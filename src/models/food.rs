use std::fmt;
use std::str::FromStr;

use serde::{Deserialize, Serialize};

/// Food category derived from the food name (or given by the dataset).
#[derive(Debug, Clone, Copy, PartialEq, Eq, Hash, Serialize, Deserialize)]
pub enum FoodCategory {
    #[serde(rename = "Protein Hewani")]
    AnimalProtein,
    #[serde(rename = "Makanan Pokok")]
    Staple,
    #[serde(rename = "Sayuran")]
    Vegetable,
    #[serde(rename = "Buah-buahan")]
    Fruit,
    #[serde(rename = "Protein Nabati")]
    PlantProtein,
    #[serde(rename = "Kue dan Snack")]
    Snack,
    #[serde(rename = "Minuman")]
    Beverage,
    #[serde(rename = "Bumbu dan Condiment")]
    Condiment,
    #[serde(rename = "Lainnya")]
    Other,
}

impl FoodCategory {
    /// Vegetables and fruits count as antioxidant sources for scoring.
    pub fn is_antioxidant_source(self) -> bool {
        matches!(self, FoodCategory::Vegetable | FoodCategory::Fruit)
    }

    /// Dataset-facing label.
    pub fn label(self) -> &'static str {
        match self {
            FoodCategory::AnimalProtein => "Protein Hewani",
            FoodCategory::Staple => "Makanan Pokok",
            FoodCategory::Vegetable => "Sayuran",
            FoodCategory::Fruit => "Buah-buahan",
            FoodCategory::PlantProtein => "Protein Nabati",
            FoodCategory::Snack => "Kue dan Snack",
            FoodCategory::Beverage => "Minuman",
            FoodCategory::Condiment => "Bumbu dan Condiment",
            FoodCategory::Other => "Lainnya",
        }
    }
}

impl fmt::Display for FoodCategory {
    fn fmt(&self, f: &mut fmt::Formatter<'_>) -> fmt::Result {
        f.write_str(self.label())
    }
}

/// A declared health condition.
///
/// The first four carry rules, score adjustments, and advice. The rest are
/// accepted identifiers with no effect yet, and `Other` keeps any unknown
/// identifier a caller sends without treating it as an error.
#[derive(Debug, Clone, PartialEq, Eq, Hash, Serialize, Deserialize)]
pub enum HealthCondition {
    #[serde(rename = "diabetes")]
    Diabetes,
    #[serde(rename = "hipertensi")]
    Hypertension,
    #[serde(rename = "obesitas")]
    Obesity,
    #[serde(rename = "jantung")]
    HeartHealth,
    #[serde(rename = "kolesterol")]
    Cholesterol,
    #[serde(rename = "asam_urat")]
    Gout,
    #[serde(rename = "ginjal")]
    Kidney,
    #[serde(rename = "lambung")]
    Gastric,
    #[serde(rename = "tiroid")]
    Thyroid,
    #[serde(rename = "alergi")]
    Allergy,
    #[serde(untagged)]
    Other(String),
}

/// Identifiers accepted by `conditions` listings and prompts.
pub static KNOWN_CONDITIONS: [HealthCondition; 10] = [
    HealthCondition::Diabetes,
    HealthCondition::Hypertension,
    HealthCondition::Obesity,
    HealthCondition::HeartHealth,
    HealthCondition::Cholesterol,
    HealthCondition::Gout,
    HealthCondition::Kidney,
    HealthCondition::Gastric,
    HealthCondition::Thyroid,
    HealthCondition::Allergy,
];

impl HealthCondition {
    /// Parse an identifier. Unknown identifiers become `Other` and simply
    /// contribute nothing downstream; parsing never fails.
    pub fn parse_id(s: &str) -> Self {
        let id = s.trim().to_lowercase();
        KNOWN_CONDITIONS
            .iter()
            .find(|c| c.id() == id)
            .cloned()
            .unwrap_or(HealthCondition::Other(id))
    }

    /// Stable string identifier, as used by the dataset and the CLI.
    pub fn id(&self) -> &str {
        match self {
            HealthCondition::Diabetes => "diabetes",
            HealthCondition::Hypertension => "hipertensi",
            HealthCondition::Obesity => "obesitas",
            HealthCondition::HeartHealth => "jantung",
            HealthCondition::Cholesterol => "kolesterol",
            HealthCondition::Gout => "asam_urat",
            HealthCondition::Kidney => "ginjal",
            HealthCondition::Gastric => "lambung",
            HealthCondition::Thyroid => "tiroid",
            HealthCondition::Allergy => "alergi",
            HealthCondition::Other(id) => id,
        }
    }
}

impl fmt::Display for HealthCondition {
    fn fmt(&self, f: &mut fmt::Formatter<'_>) -> fmt::Result {
        f.write_str(self.id())
    }
}

impl FromStr for HealthCondition {
    type Err = std::convert::Infallible;

    fn from_str(s: &str) -> std::result::Result<Self, Self::Err> {
        Ok(Self::parse_id(s))
    }
}

/// Nutrient fields a rule predicate can reference.
#[derive(Debug, Clone, Copy, PartialEq, Eq, Serialize, Deserialize)]
#[serde(rename_all = "snake_case")]
pub enum Nutrient {
    Calories,
    Protein,
    Fat,
    Carbohydrates,
    Fiber,
    Sugar,
    Sodium,
    Potassium,
    Calcium,
    Iron,
    VitaminC,
}

/// A food item with nutritional data.
///
/// Macros default to 0 when a row omits them; fiber, sugar, and the micro
/// nutrients stay `None` until measured or estimated. Values are per 100 g.
#[derive(Debug, Clone, PartialEq, Serialize, Deserialize)]
pub struct FoodRecord {
    pub name: String,

    #[serde(default, skip_serializing_if = "Option::is_none")]
    pub category: Option<FoodCategory>,

    #[serde(default)]
    pub calories: f64,

    #[serde(default, alias = "proteins")]
    pub protein: f64,

    #[serde(default)]
    pub fat: f64,

    #[serde(default, alias = "carbohydrate", alias = "carbs")]
    pub carbohydrates: f64,

    #[serde(default, skip_serializing_if = "Option::is_none")]
    pub fiber: Option<f64>,

    #[serde(default, skip_serializing_if = "Option::is_none")]
    pub sugar: Option<f64>,

    #[serde(default, skip_serializing_if = "Option::is_none")]
    pub sodium: Option<f64>,

    #[serde(default, skip_serializing_if = "Option::is_none")]
    pub potassium: Option<f64>,

    #[serde(default, skip_serializing_if = "Option::is_none")]
    pub calcium: Option<f64>,

    #[serde(default, skip_serializing_if = "Option::is_none")]
    pub iron: Option<f64>,

    #[serde(default, skip_serializing_if = "Option::is_none")]
    pub vitamin_c: Option<f64>,
}

impl FoodRecord {
    /// Look up a nutrient value. `None` means the record does not carry the
    /// field, which rule predicates must treat as "not firing".
    pub fn nutrient(&self, nutrient: Nutrient) -> Option<f64> {
        match nutrient {
            Nutrient::Calories => Some(self.calories),
            Nutrient::Protein => Some(self.protein),
            Nutrient::Fat => Some(self.fat),
            Nutrient::Carbohydrates => Some(self.carbohydrates),
            Nutrient::Fiber => self.fiber,
            Nutrient::Sugar => self.sugar,
            Nutrient::Sodium => self.sodium,
            Nutrient::Potassium => self.potassium,
            Nutrient::Calcium => self.calcium,
            Nutrient::Iron => self.iron,
            Nutrient::VitaminC => self.vitamin_c,
        }
    }

    /// Fiber with the unmeasured case treated as zero for scoring.
    #[inline]
    pub fn fiber_or_zero(&self) -> f64 {
        self.fiber.unwrap_or(0.0)
    }

    /// Sugar with the unmeasured case treated as zero for scoring.
    #[inline]
    pub fn sugar_or_zero(&self) -> f64 {
        self.sugar.unwrap_or(0.0)
    }

    /// Basic validation: finite, non-negative nutrient values.
    pub fn is_valid(&self) -> bool {
        let required = [self.calories, self.protein, self.fat, self.carbohydrates];
        let optional = [
            self.fiber,
            self.sugar,
            self.sodium,
            self.potassium,
            self.calcium,
            self.iron,
            self.vitamin_c,
        ];

        !self.name.trim().is_empty()
            && required.iter().all(|v| v.is_finite() && *v >= 0.0)
            && optional
                .iter()
                .flatten()
                .all(|v| v.is_finite() && *v >= 0.0)
    }

    /// Canonical key for lookups (lowercase name).
    pub fn key(&self) -> String {
        self.name.to_lowercase()
    }
}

--

After locating the line with "f.write_str(self.id())" above, return that line and every later line through the one with "and the micro", word for word and with nothing else.

REPLY:
        f.write_str(self.id())
    }
}

impl FromStr for HealthCondition {
    type Err = std::convert::Infallible;

    fn from_str(s: &str) -> std::result::Result<Self, Self::Err> {
        Ok(Self::parse_id(s))
    }
}

/// Nutrient fields a rule predicate can reference.
#[derive(Debug, Clone, Copy, PartialEq, Eq, Serialize, Deserialize)]
#[serde(rename_all = "snake_case")]
pub enum Nutrient {
    Calories,
    Protein,
    Fat,
    Carbohydrates,
    Fiber,
    Sugar,
    Sodium,
    Potassium,
    Calcium,
    Iron,
    VitaminC,
}

/// A food item with nutritional data.
///
/// Macros default to 0 when a row omits them; fiber, sugar, and the micro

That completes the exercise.